1911 Solvay conference. Marie Curie was the only woman present. To see who is who, visit the Wikipedia page.

Today’s guest post is by blogger T.K. Flor, who has a PhD in physics.

9 thoughts on “Guest post: Using fiction to explore realities for women in STEM

  1. Very cool! I look forward to reading it some day, and I totally got your remark that the characters do what they want to – I’ve had the same experience with my characters, and had to redo over half of a novel once because of it. I also agree completely that one advantage of fiction is that you don’t have to be politically correct, and your characters don’t all have to be inspiring examples. And something important is added to the conversation when academic novels are written by scientists.

    Academic novels are sort of a genre to themselves. Maybe we should have an online writers’ group!

    • Thanks Pat.
      I think that having “to redo over half of a novel” (which I also did) is also because we got our training in science, and had to learn the ropes of writing fiction on the go.
      An online group for writers of “academic novels” is an excellent idea! I’d be happy to join such a writers’ group.

  2. This is a topic I’ve long been interested in, but I think my ideas have changed over the years. I offer a few diverse thoughts from this long rumination.

    Fiction is a powerful communication form – if scientists are represented more in fiction, then people will understand their role and the fact that they are just ordinary people like everyone else (not monsters or mad scientists or always totally moral or always totally rational etc etc).

    I have been delighted over the past few years to read several books and short stories where there have been scientists as some of the characters. Some have been totally minor characters that really didn’t add to the plot, some have been main characters. No fuss, they were just people who did ordinary things, just happened to be scientists. ( I have been reading fiction again after many years of hiatus, being “too busy”, and seeing fiction as less interesting than the other things in my life, for at time. I’m devouring it again now – yum yum).

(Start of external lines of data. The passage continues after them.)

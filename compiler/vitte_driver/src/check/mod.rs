//! The `vittec` check harness: read one file, run the pipeline, render
//! its diagnostics.

use std::io::Write;

use vitte_diagnostic::{
    emit_human, emit_json, DiagCode, Diagnostic, DiagnosticBag, DiagnosticEmitter, EmitError,
    EmitOptions, HumanEmitter, SourceMap,
};
use vitte_ir::Span;

use crate::context::{CompileContext, PipelineConfig};
use crate::pipeline::run_default_pipeline;

#[derive(Copy, Clone, Eq, PartialEq, Debug, Default)]
pub enum OutputFormat {
    #[default]
    Human,
    Json,
}

/// Harness settings from the command line.
#[derive(Copy, Clone, Eq, PartialEq, Debug)]
pub struct CheckOptions {
    pub format: OutputFormat,
    pub context_lines: usize,
    pub trace: bool,
}

impl Default for CheckOptions {
    fn default() -> Self {
        let config = PipelineConfig::default();
        CheckOptions {
            format: OutputFormat::Human,
            context_lines: config.context_lines,
            trace: config.trace,
        }
    }
}

impl CheckOptions {
    fn pipeline_config(&self) -> PipelineConfig {
        PipelineConfig {
            trace: self.trace,
            context_lines: self.context_lines,
        }
    }
}

/// Parse harness arguments (program name excluded) into options and the
/// file to check.
pub fn parse_args(args: &[String]) -> Result<(CheckOptions, String), String> {
    let mut options = CheckOptions::default();
    let mut path = None;

    for arg in args {
        if let Some(format) = arg.strip_prefix("--format=") {
            options.format = match format {
                "human" => OutputFormat::Human,
                "json" => OutputFormat::Json,
                other => return Err(format!("unknown format `{other}` (expected human or json)")),
            };
        } else if let Some(lines) = arg.strip_prefix("--context=") {
            options.context_lines = lines
                .parse()
                .map_err(|_| format!("invalid context line count `{lines}`"))?;
        } else if arg == "--trace" {
            options.trace = true;
        } else if arg.starts_with('-') {
            return Err(format!("unknown option `{arg}`"));
        } else if path.is_some() {
            return Err(format!("unexpected extra argument `{arg}`"));
        } else {
            path = Some(arg.clone());
        }
    }

    let path = path.ok_or_else(|| "missing file path".to_owned())?;
    Ok((options, path))
}

/// Check one file, writing its diagnostics to `out`.
///
/// Returns whether the pipeline succeeded. Only rendering failures are
/// errors; an unreadable file is reported as `E0701`.
pub fn check_file<W: Write>(path: &str, options: &CheckOptions, out: &mut W) -> Result<bool, EmitError> {
    let source = match std::fs::read(path) {
        Ok(source) => source,
        Err(err) => {
            tracing::debug!(path, error = %err, "read failed");
            let mut bag = DiagnosticBag::new();
            bag.push(
                Diagnostic::error(DiagCode::E0701, Span::DUMMY, format!("failed to open `{path}`"))
                    .with_note(err.to_string()),
            );
            let emit_options = EmitOptions {
                context_lines: options.context_lines,
                ..EmitOptions::default()
            };
            render(out, &SourceMap::new(), &bag, &emit_options, options.format)?;
            return Ok(false);
        }
    };

    let mut ctx: CompileContext = CompileContext::new(path, source, options.pipeline_config());
    let ok = run_default_pipeline(&mut ctx);
    render(
        out,
        ctx.sources(),
        ctx.diagnostics(),
        &ctx.emit_options(),
        options.format,
    )?;
    Ok(ok)
}

fn render<W: Write>(
    out: &mut W,
    sources: &SourceMap,
    bag: &DiagnosticBag,
    emit_options: &EmitOptions,
    format: OutputFormat,
) -> Result<(), EmitError> {
    match format {
        OutputFormat::Human => {
            emit_human(&mut *out, sources, bag, emit_options)?;
            let mut summary = HumanEmitter::new(&mut *out, sources);
            summary.emit_summary(bag.error_count(), bag.warning_count())?;
            summary.flush()
        }
        OutputFormat::Json => emit_json(out, sources, bag, emit_options),
    }
}
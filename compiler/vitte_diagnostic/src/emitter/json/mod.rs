//! JSON Emitter
//!
//! Machine-readable output. Field order is part of the format: tools diff
//! the output byte-for-byte, so the structs below declare fields in the
//! order they are written.

use std::io::Write;

use serde::{Deserialize, Serialize};
use vitte_ir::Span;

use crate::source_map::SourceMap;
use crate::{Diagnostic, LabelStyle, Severity};

use super::{DiagnosticEmitter, EmitError, EmitOptions, Location};

/// Serialized form of one diagnostic.
#[derive(Clone, Debug, PartialEq, Eq, Serialize, Deserialize)]
pub struct JsonDiagnostic {
    pub severity: Severity,
    pub code: String,
    pub message: String,
    #[serde(default, skip_serializing_if = "Option::is_none")]
    pub help: Option<String>,
    pub location: JsonLocation,
    pub labels: Vec<JsonLabel>,
    pub notes: Vec<String>,
}

/// Primary location.
#[derive(Clone, Debug, PartialEq, Eq, Serialize, Deserialize)]
pub struct JsonLocation {
    pub path: String,
    pub file_id: u32,
    pub span: JsonSpan,
    pub line: u32,
    pub col: u32,
}

#[derive(Copy, Clone, Debug, PartialEq, Eq, Serialize, Deserialize)]
pub struct JsonSpan {
    pub lo: u32,
    pub hi: u32,
}

#[derive(Clone, Debug, PartialEq, Eq, Serialize, Deserialize)]
pub struct JsonLabel {
    pub kind: LabelStyle,
    pub path: String,
    pub file_id: u32,
    pub lo: u32,
    pub hi: u32,
    pub line: u32,
    pub col: u32,
    #[serde(default, skip_serializing_if = "Option::is_none")]
    pub message: Option<String>,
}

impl JsonDiagnostic {
    /// Resolve paths and positions of `diagnostic` through `sources`.
    ///
    /// Unknown files get an empty path.
    pub fn new(diagnostic: &Diagnostic, sources: &SourceMap) -> Self {
        let primary = diagnostic.primary_span();
        let (path, line, col) = resolve(sources, primary);
        JsonDiagnostic {
            severity: diagnostic.severity,
            code: diagnostic.code.as_str().to_owned(),
            message: diagnostic.message.clone(),
            help: diagnostic.help().map(str::to_owned),
            location: JsonLocation {
                path,
                file_id: primary.file_id,
                span: JsonSpan {
                    lo: primary.start,
                    hi: primary.end,
                },
                line,
                col,
            },
            labels: diagnostic
                .labels()
                .iter()
                .map(|label| {
                    let (path, line, col) = resolve(sources, label.span);
                    JsonLabel {
                        kind: label.style,
                        path,
                        file_id: label.span.file_id,
                        lo: label.span.start,
                        hi: label.span.end,
                        line,
                        col,
                        message: label.message.clone(),
                    }
                })
                .collect(),
            notes: diagnostic.notes().to_vec(),
        }
    }
}

fn resolve(sources: &SourceMap, span: Span) -> (String, u32, u32) {
    let location = Location::resolve(sources, span);
    (
        location.path_or("").to_owned(),
        location.line_col.line,
        location.line_col.col,
    )
}

/// Output layout.
#[derive(Copy, Clone, Eq, PartialEq, Debug)]
pub enum JsonFormat {
    /// One compact object per line.
    Lines,
    /// A single compact array.
    Array,
    /// A single indented array.
    PrettyArray,
}

impl JsonFormat {
    pub fn from_options(options: &EmitOptions) -> Self {
        if options.json_pretty {
            JsonFormat::PrettyArray
        } else if options.json_one_per_line {
            JsonFormat::Lines
        } else {
            JsonFormat::Array
        }
    }
}

/// JSON emitter for machine-readable output.
///
/// In the array formats nothing is written until [`JsonEmitter::finish`].
pub struct JsonEmitter<'s, W: Write> {
    writer: W,
    sources: &'s SourceMap,
    format: JsonFormat,
    pending: Vec<JsonDiagnostic>,
}

impl<'s, W: Write> JsonEmitter<'s, W> {
    pub fn new(writer: W, sources: &'s SourceMap, format: JsonFormat) -> Self {
        JsonEmitter {
            writer,
            sources,
            format,
            pending: Vec::new(),
        }
    }

    /// Write any buffered array and flush.
    pub fn finish(&mut self) -> Result<(), EmitError> {
        match self.format {
            JsonFormat::Lines => {}
            JsonFormat::Array => {
                serde_json::to_writer(&mut self.writer, &self.pending)?;
                writeln!(self.writer)?;
            }
            JsonFormat::PrettyArray => {
                serde_json::to_writer_pretty(&mut self.writer, &self.pending)?;
                writeln!(self.writer)?;
            }
        }
        self.pending.clear();
        self.flush()
    }
}

impl<W: Write> DiagnosticEmitter for JsonEmitter<'_, W> {
    fn emit(&mut self, diagnostic: &Diagnostic) -> Result<(), EmitError> {
        let json = JsonDiagnostic::new(diagnostic, self.sources);
        match self.format {
            JsonFormat::Lines => {
                serde_json::to_writer(&mut self.writer, &json)?;
                writeln!(self.writer)?;
            }
            JsonFormat::Array | JsonFormat::PrettyArray => self.pending.push(json),
        }
        Ok(())
    }

    fn flush(&mut self) -> Result<(), EmitError> {
        self.writer.flush()?;
        Ok(())
    }
}

#[cfg(test)]
#[expect(clippy::unwrap_used, reason = "Tests use unwrap for brevity")]
mod tests;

    These are the stories I would have liked to have written (only a few short stories, for friends and relatives, and a set of notes for a never-to-be-written novel – like you, I have no plot, only characters).

    All art reflects society back to that society. Fiction with scientist-characters will help to do that.

    Writers have an urge to write – somehow it is necessary for their inner being to write – so whether this is done from any altruistic viewpoint is totally irrelevant – it just HAS to be done. So they write with their own experiences (or their extensive research) in their heads, and then, yes, the characters achieve lives of their own. I think that you have helped to clarify your own thoughts and experiences with your writing – perhaps that is the reason for the “urge to write”.

    With regard to those two thoughts above, it is pleasing and beneficial if writers from all sorts of different backgrounds (including science of course) are published, and the wider society reads about their experiences and those of their fictional characters.

    So I hope you succeed with your book, and also many more.

    • Thanks d.
      “These are the stories I would have liked to have written” – sums up what I felt, and am still feeling. Plot, story-arc and so on are necessary elements in a sense that they provide the skeleton (or the scaffolding) for a novel. Characters are the heart of the story. What we capture in words, cannot freeze the time, but it can encapsulate what matters to us here and now. And it’s heartwarming to read it after a while.

  3. I’d be interested in the novel too; the setup seems to be that of a person having an interesting life, and better that it is about a field I want to be in, and a field that I want to treat women better.